Global bank HSBC's pre-tax profit has shot up 15 percent to £13.8bn ($21.9bn) in 2011, according to its annual results.
Profit in its commercial banking arm was up 31 percent, driven by increased lending in emerging markets including Asia, the Middle East, and Latin America.
For Europe and the US the banks said it focused on supporting its core customer base while "constraining risk appetite within the financial sector".
Chief executive Stuart Gulliver called 2011 a year of change.
"2011 was a year of major progress for HSBC. We gained traction in our strategy designed to simplify the structure and improve the management and control of the group, thereby improving returns and positioning HSBC for growth," he said.
"We recorded a strong performance in faster-growing markets and had a record year in commercial banking.

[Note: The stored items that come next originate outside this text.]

impl GpuBackend for WgpuBackend {
    fn create_vertex_array(&mut self) -> VertexArrayHandle {
        Handle::new(self.vertex_arrays.insert(VertexArrayRecord::default()))
    }

    fn create_buffer(&mut self, usage: BufferUsage, contents: &[u8]) -> BufferHandle {
        let wgpu_usage = match usage {
            BufferUsage::Vertex => wgpu::BufferUsages::VERTEX,
            BufferUsage::Index => wgpu::BufferUsages::INDEX,
        };
        let buffer = self
            .device
            .create_buffer_init(&wgpu::util::BufferInitDescriptor {
                label: Some(match usage {
                    BufferUsage::Vertex => "Vertex Buffer",
                    BufferUsage::Index => "Index Buffer",
                }),
                contents,
                usage: wgpu_usage,
            });

        Handle::new(self.buffers.insert(BufferRecord { buffer, usage }))
    }

    fn attach_vertex_buffer(&mut self, vertex_array: VertexArrayHandle, buffer: BufferHandle) {
        match self.vertex_arrays.get_mut(vertex_array.index()) {
            Some(record) => record.vertex_buffer = Some(buffer),
            None => log::warn!("Attaching vertex buffer to dead vertex array {vertex_array:?}"),
        }
    }

    fn attach_index_buffer(&mut self, vertex_array: VertexArrayHandle, buffer: BufferHandle) {
        match self.vertex_arrays.get_mut(vertex_array.index()) {
            Some(record) => record.index_buffer = Some(buffer),
            None => log::warn!("Attaching index buffer to dead vertex array {vertex_array:?}"),
        }
    }

    fn compile_shader(
        &mut self,
        stage: ShaderStage,
        source: &str,
        label: &str,
    ) -> std::result::Result<ShaderHandle, String> {
        let reflected = reflect::parse_stage(stage, source)?;

        let module = self.scoped(|device| {
            device.create_shader_module(wgpu::ShaderModuleDescriptor {
                label: Some(label),
                source: wgpu::ShaderSource::Wgsl(source.into()),
            })
        })?;

        Ok(Handle::new(self.shaders.insert(ShaderRecord {
            stage,
            module,
            entry_point: reflected.entry_point,
            uniforms: reflected.uniforms,
        })))
    }

    fn link_program(
        &mut self,
        vertex: ShaderHandle,
        fragment: ShaderHandle,
        label: &str,
    ) -> std::result::Result<ProgramHandle, String> {
        let vs = self
            .shaders
            .get(vertex.index())
            .ok_or_else(|| format!("vertex shader {vertex:?} is not live"))?;
        let fs = self
            .shaders
            .get(fragment.index())
            .ok_or_else(|| format!("fragment shader {fragment:?} is not live"))?;
        if vs.stage != ShaderStage::Vertex || fs.stage != ShaderStage::Fragment {
            return Err("program needs one vertex and one fragment stage".to_string());
        }

        let block = UniformBlock::merge(vs.uniforms.clone(), fs.uniforms.clone())?;
        let format = self.config.format;

        let (pipeline, uniforms) = self.scoped(|device| {
            let (bind_group_layout, uniforms) = match block {
                Some(block) => {
                    let (layout, resources) = Self::create_uniforms(device, block, label);
                    (Some(layout), Some(resources))
                }
                None => (None, None),
            };
            let bind_group_layouts: Vec<&wgpu::BindGroupLayout> =
                bind_group_layout.iter().collect();

            let layout = device.create_pipeline_layout(&wgpu::PipelineLayoutDescriptor {
                label: Some(label),
                bind_group_layouts: &bind_group_layouts,
                push_constant_ranges: &[],
            });

            let pipeline = device.create_render_pipeline(&wgpu::RenderPipelineDescriptor {
                label: Some(label),
                layout: Some(&layout),
                vertex: wgpu::VertexState {
                    module: &vs.module,
                    entry_point: Some(&vs.entry_point),
                    buffers: &[Vertex::layout()],
                    compilation_options: Default::default(),
                },
                fragment: Some(wgpu::FragmentState {
                    module: &fs.module,
                    entry_point: Some(&fs.entry_point),
                    targets: &[Some(wgpu::ColorTargetState {
                        format,
                        blend: Some(wgpu::BlendState::REPLACE),
                        write_mask: wgpu::ColorWrites::ALL,
                    })],
                    compilation_options: Default::default(),
                }),
                // Procedural geometry does not have consistent winding.
                primitive: wgpu::PrimitiveState {
                    topology: wgpu::PrimitiveTopology::TriangleList,
                    cull_mode: None,
                    ..Default::default()
                },
                depth_stencil: Some(wgpu::DepthStencilState {
                    format: DEPTH_FORMAT,
                    depth_write_enabled: true,
                    depth_compare: wgpu::CompareFunction::Less,
                    stencil: wgpu::StencilState::default(),
                    bias: wgpu::DepthBiasState::default(),
                }),
                multisample: wgpu::MultisampleState::default(),
                multiview: None,
                cache: None,
            });

            (pipeline, uniforms)
        })?;

        Ok(Handle::new(
            self.programs.insert(ProgramRecord { pipeline, uniforms }),
        ))
    }

    fn uniform_location(&self, program: ProgramHandle, name: &str) -> Option<UniformLocation> {
        self.programs
            .get(program.index())?
            .uniforms
            .as_ref()?
            .block
            .location(name)
    }

    fn set_uniform(&mut self, program: ProgramHandle, location: UniformLocation, value: UniformValue) {
        let Some(uniforms) = self
            .programs
            .get_mut(program.index())
            .and_then(|record| record.uniforms.as_mut())
        else {
            log::warn!("Setting uniform on program {program:?} without a uniform block");
            return;
        };

        if !value.write_to(location, &mut uniforms.staging) {
            log::warn!(
                "Uniform write of {:?} does not fit location {:?}",
                value.ty(),
                location
            );
        }
    }

    fn draw(&mut self, program: ProgramHandle, vertex_array: VertexArrayHandle, call: DrawCall) {
        if self.frame.is_none() {
            log::warn!("Draw issued outside of a frame, ignoring");
            return;
        }
        let Some(record) = self.programs.get(program.index()) else {
            log::warn!("Draw with dead program {program:?}, ignoring");
            return;
        };
        if !self.vertex_arrays.is_live(vertex_array.index()) {
            log::warn!("Draw with dead vertex array {vertex_array:?}, ignoring");
            return;
        }

        // Uniforms are captured at draw time.
        if let Some(uniforms) = &record.uniforms {
            self.queue
                .write_buffer(&uniforms.buffer, 0, &uniforms.staging);
        }

        self.draws.push(QueuedDraw {
            program,
            vertex_array,
            call,
        });
    }

    fn delete_vertex_array(&mut self, handle: VertexArrayHandle) -> bool {
        self.vertex_arrays.remove(handle.index()).is_some()
    }

    fn delete_buffer(&mut self, handle: BufferHandle) -> bool {
        match self.buffers.remove(handle.index()) {
            Some(record) => {
                record.buffer.destroy();
                true
            }
            None => false,
        }
    }

    fn delete_shader(&mut self, handle: ShaderHandle) -> bool {
        self.shaders.remove(handle.index()).is_some()
    }

    fn delete_program(&mut self, handle: ProgramHandle) -> bool {
        match self.programs.remove(handle.index()) {
            Some(record) => {
                if let Some(uniforms) = record.uniforms {
                    uniforms.buffer.destroy();
                }
                true
            }
            None => false,
        }
    }

    fn is_live(&self, resource: ResourceId) -> bool {
        match resource {
            ResourceId::VertexArray(h) => self.vertex_arrays.is_live(h.index()),
            ResourceId::Buffer(h) => self.buffers.is_live(h.index()),
            ResourceId::Shader(h) => self.shaders.is_live(h.index()),
            ResourceId::Program(h) => self.programs.is_live(h.index()),
        }
    }

    fn framebuffer_size(&self) -> Viewport {
        let size = self.window.inner_size();
        Viewport::new(size.width, size.height)
    }

    fn begin_frame(&mut self, viewport: Viewport, clear_colour: [f32; 4]) -> bool {
        if viewport.is_empty() {
            return false;
        }
        if self.frame.is_some() {
            log::warn!("Frame begun twice without end_frame, dropping the previous one");
            self.frame = None;
            self.draws.clear();
        }
        if (self.config.width, self.config.height) != (viewport.width, viewport.height) {
            self.reconfigure(viewport.width, viewport.height);
        }

        let output = match self.surface.get_current_texture() {
            Ok(output) => output,
            Err(wgpu::SurfaceError::Lost | wgpu::SurfaceError::Outdated) => {
                self.surface.configure(&self.device, &self.config);
                return false;
            }
            Err(err) => {
                log::error!("Surface error: {err:?}");
                return false;
            }
        };

        let view = output
            .texture
            .create_view(&wgpu::TextureViewDescriptor::default());
        let [r, g, b, a] = clear_colour.map(f64::from);

        self.frame = Some(FrameTarget {
            output,
            view,
            viewport,
            clear: wgpu::Color { r, g, b, a },
        });
        true
    }

    fn end_frame(&mut self) {
        let Some(frame) = self.frame.take() else {
            log::warn!("end_frame called without a frame in progress");
            return;
        };
        let mut draws = std::mem::take(&mut self.draws);

        let mut encoder = self
            .device
            .create_command_encoder(&wgpu::CommandEncoderDescriptor {
                label: Some("Frame Encoder"),
            });

        {
            let mut pass = encoder.begin_render_pass(&wgpu::RenderPassDescriptor {
                label: Some("Frame Pass"),
                color_attachments: &[Some(wgpu::RenderPassColorAttachment {
                    view: &frame.view,
                    resolve_target: None,
                    ops: wgpu::Operations {
                        load: wgpu::LoadOp::Clear(frame.clear),
                        store: wgpu::StoreOp::Store,
                    },
                })],
                depth_stencil_attachment: Some(wgpu::RenderPassDepthStencilAttachment {
                    view: &self.depth_view,
                    depth_ops: Some(wgpu::Operations {
                        load: wgpu::LoadOp::Clear(1.0),
                        store: wgpu::StoreOp::Store,
                    }),
                    stencil_ops: None,
                }),
                timestamp_writes: None,
                occlusion_query_set: None,
            });

            pass.set_viewport(
                0.0,
                0.0,
                frame.viewport.width as f32,
                frame.viewport.height as f32,
                0.0,
                1.0,
            );

            for draw in &draws {
                let (Some(program), Some(vertex_array)) = (
                    self.programs.get(draw.program.index()),
                    self.vertex_arrays.get(draw.vertex_array.index()),
                ) else {
                    continue;
                };
                let Some(vertex_buffer) = vertex_array
                    .vertex_buffer
                    .and_then(|h| self.buffers.get(h.index()))
                else {
                    log::warn!("Vertex array {:?} has no vertex buffer", draw.vertex_array);
                    continue;
                };

                pass.set_pipeline(&program.pipeline);
                if let Some(uniforms) = &program.uniforms {
                    pass.set_bind_group(reflect::UNIFORM_GROUP, &uniforms.bind_group, &[]);
                }
                pass.set_vertex_buffer(0, vertex_buffer.buffer.slice(..));

                match draw.call {
                    DrawCall::Arrays { vertex_count } => pass.draw(0..vertex_count, 0..1),
                    DrawCall::Indexed { index_count } => {
                        let index_buffer = vertex_array
                            .index_buffer
                            .and_then(|h| self.buffers.get(h.index()))
                            .filter(|record| record.usage == BufferUsage::Index);
                        let Some(index_buffer) = index_buffer else {
                            log::warn!("Indexed draw without an index buffer, skipping");
                            continue;
                        };
                        pass.set_index_buffer(index_buffer.buffer.slice(..), wgpu::IndexFormat::Uint32);
                        pass.draw_indexed(0..index_count, 0, 0..1);
                    }
                }
            }
        }

        self.queue.submit(std::iter::once(encoder.finish()));
        frame.output.present();

        draws.clear();
        self.draws = draws;
    }
}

I am pleased with our progress but there is a lot more to do and we remain focused on delivering our targets."
A statement in the report said that the bank would "continue to bear a heavy burden of both time commitment and cost" because of the government's work on regulatory reforms. it said it remained committed to all necessary constructive dialogue".
HSBC's success has not been shared by other banks operating in the UK.
Lloyds TSB, which is 40 percent owned by the taxpayers, recently announced a £3.5bn loss.
RBS, in which taxpayers have an 80 percent stake, posted losses of £2bn.